**THE TASK:** The expected answer comprises all lines from the entries that contain the string "single".

□ □ □ □

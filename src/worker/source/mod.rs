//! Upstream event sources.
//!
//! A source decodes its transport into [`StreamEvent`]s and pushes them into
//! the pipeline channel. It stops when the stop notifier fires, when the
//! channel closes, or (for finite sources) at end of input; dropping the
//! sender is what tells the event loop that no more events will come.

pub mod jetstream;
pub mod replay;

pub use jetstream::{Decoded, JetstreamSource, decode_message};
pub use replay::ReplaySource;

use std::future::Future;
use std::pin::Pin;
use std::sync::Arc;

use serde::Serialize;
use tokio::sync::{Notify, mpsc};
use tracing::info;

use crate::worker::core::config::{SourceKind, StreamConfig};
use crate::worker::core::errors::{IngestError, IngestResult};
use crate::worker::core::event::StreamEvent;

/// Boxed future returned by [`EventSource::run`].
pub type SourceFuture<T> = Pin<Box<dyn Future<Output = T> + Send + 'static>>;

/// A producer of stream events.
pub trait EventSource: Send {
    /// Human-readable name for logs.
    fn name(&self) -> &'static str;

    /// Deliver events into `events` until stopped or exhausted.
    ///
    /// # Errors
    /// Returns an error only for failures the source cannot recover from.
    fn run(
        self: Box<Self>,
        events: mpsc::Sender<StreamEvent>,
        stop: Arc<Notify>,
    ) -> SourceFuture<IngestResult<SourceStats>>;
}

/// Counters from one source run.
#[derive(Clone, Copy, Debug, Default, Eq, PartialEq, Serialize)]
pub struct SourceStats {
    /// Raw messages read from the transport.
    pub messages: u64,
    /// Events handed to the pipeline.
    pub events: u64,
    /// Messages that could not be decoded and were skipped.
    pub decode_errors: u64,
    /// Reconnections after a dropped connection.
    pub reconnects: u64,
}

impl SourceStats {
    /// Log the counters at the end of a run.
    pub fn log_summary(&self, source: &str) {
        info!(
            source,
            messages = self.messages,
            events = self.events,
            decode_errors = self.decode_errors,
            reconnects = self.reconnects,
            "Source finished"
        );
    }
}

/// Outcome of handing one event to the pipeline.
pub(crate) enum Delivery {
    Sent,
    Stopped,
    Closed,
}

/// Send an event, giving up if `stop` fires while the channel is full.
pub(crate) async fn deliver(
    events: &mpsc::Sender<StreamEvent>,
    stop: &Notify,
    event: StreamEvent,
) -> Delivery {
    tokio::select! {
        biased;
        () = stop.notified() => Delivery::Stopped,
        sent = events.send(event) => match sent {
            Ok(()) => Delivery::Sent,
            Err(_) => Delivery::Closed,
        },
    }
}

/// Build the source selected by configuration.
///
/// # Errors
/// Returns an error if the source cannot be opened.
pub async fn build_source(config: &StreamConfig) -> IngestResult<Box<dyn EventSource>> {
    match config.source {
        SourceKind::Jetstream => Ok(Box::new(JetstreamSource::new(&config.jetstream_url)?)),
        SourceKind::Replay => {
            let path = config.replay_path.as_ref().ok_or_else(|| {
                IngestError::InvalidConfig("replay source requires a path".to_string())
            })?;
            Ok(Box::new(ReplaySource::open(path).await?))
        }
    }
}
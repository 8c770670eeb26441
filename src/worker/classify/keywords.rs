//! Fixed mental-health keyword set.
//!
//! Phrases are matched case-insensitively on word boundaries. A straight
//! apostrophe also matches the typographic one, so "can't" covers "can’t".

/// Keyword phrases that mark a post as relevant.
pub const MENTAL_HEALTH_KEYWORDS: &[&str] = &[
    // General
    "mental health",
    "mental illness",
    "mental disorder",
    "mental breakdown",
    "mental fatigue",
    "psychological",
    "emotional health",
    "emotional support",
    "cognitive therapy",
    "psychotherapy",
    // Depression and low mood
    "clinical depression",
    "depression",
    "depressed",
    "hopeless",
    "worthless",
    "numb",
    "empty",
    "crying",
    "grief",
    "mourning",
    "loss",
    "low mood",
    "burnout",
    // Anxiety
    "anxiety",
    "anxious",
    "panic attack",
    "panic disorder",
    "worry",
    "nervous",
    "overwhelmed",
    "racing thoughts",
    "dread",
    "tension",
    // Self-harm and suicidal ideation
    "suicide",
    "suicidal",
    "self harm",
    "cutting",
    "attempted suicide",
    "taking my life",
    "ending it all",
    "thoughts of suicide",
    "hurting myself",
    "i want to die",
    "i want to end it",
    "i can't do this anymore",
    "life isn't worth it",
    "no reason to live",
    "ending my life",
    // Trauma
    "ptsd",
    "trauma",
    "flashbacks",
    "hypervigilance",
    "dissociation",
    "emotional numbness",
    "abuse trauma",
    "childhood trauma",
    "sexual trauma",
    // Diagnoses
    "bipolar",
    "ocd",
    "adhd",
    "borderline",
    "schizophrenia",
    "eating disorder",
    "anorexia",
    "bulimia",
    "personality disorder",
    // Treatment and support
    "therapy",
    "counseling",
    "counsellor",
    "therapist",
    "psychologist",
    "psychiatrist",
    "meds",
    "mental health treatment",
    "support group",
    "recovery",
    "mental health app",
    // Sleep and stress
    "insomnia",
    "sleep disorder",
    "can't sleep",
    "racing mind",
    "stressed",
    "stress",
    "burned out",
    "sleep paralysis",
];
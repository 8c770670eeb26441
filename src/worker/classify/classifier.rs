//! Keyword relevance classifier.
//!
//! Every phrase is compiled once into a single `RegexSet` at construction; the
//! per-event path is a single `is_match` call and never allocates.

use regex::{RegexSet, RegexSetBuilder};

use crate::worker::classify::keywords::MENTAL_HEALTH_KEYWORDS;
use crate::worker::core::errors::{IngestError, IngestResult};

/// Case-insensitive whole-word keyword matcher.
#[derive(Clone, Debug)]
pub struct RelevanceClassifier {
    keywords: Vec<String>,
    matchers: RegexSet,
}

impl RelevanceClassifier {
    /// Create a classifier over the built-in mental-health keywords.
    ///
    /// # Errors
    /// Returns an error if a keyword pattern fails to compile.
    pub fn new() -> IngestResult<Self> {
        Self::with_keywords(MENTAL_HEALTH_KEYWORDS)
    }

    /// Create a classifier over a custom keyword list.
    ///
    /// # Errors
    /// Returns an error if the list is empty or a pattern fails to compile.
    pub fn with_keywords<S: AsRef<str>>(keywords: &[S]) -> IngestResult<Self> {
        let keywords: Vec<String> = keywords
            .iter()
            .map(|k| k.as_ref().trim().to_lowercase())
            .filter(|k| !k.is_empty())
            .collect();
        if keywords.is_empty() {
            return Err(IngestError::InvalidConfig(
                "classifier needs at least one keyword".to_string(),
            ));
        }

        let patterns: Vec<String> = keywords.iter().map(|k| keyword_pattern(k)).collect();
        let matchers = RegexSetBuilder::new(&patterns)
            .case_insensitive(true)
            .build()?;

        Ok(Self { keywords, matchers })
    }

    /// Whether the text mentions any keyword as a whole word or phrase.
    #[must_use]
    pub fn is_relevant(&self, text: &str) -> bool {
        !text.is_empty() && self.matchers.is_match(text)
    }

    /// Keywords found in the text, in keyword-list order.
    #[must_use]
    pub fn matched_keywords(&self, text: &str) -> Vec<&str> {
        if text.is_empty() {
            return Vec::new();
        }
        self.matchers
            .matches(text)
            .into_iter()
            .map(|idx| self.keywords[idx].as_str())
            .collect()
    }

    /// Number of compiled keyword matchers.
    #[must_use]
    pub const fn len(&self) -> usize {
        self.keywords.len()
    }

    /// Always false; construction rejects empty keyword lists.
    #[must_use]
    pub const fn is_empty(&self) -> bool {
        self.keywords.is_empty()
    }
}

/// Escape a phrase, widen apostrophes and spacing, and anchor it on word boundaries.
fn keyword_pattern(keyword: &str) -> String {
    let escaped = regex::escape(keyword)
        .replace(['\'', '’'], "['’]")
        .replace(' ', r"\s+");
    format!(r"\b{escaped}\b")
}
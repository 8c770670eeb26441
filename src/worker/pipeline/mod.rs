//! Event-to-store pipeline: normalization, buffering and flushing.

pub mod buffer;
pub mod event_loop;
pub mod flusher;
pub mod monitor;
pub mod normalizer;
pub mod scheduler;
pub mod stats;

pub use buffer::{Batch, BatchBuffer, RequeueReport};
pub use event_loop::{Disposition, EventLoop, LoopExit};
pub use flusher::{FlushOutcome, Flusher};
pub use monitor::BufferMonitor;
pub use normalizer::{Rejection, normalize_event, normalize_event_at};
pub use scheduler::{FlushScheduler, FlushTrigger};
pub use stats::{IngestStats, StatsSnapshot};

□ □ □ □

**OUTPUT BELOW:**
//! Every phrase is compiled once into a single `RegexSet` at construction; the
//! per-event path is a single `is_match` call and never allocates.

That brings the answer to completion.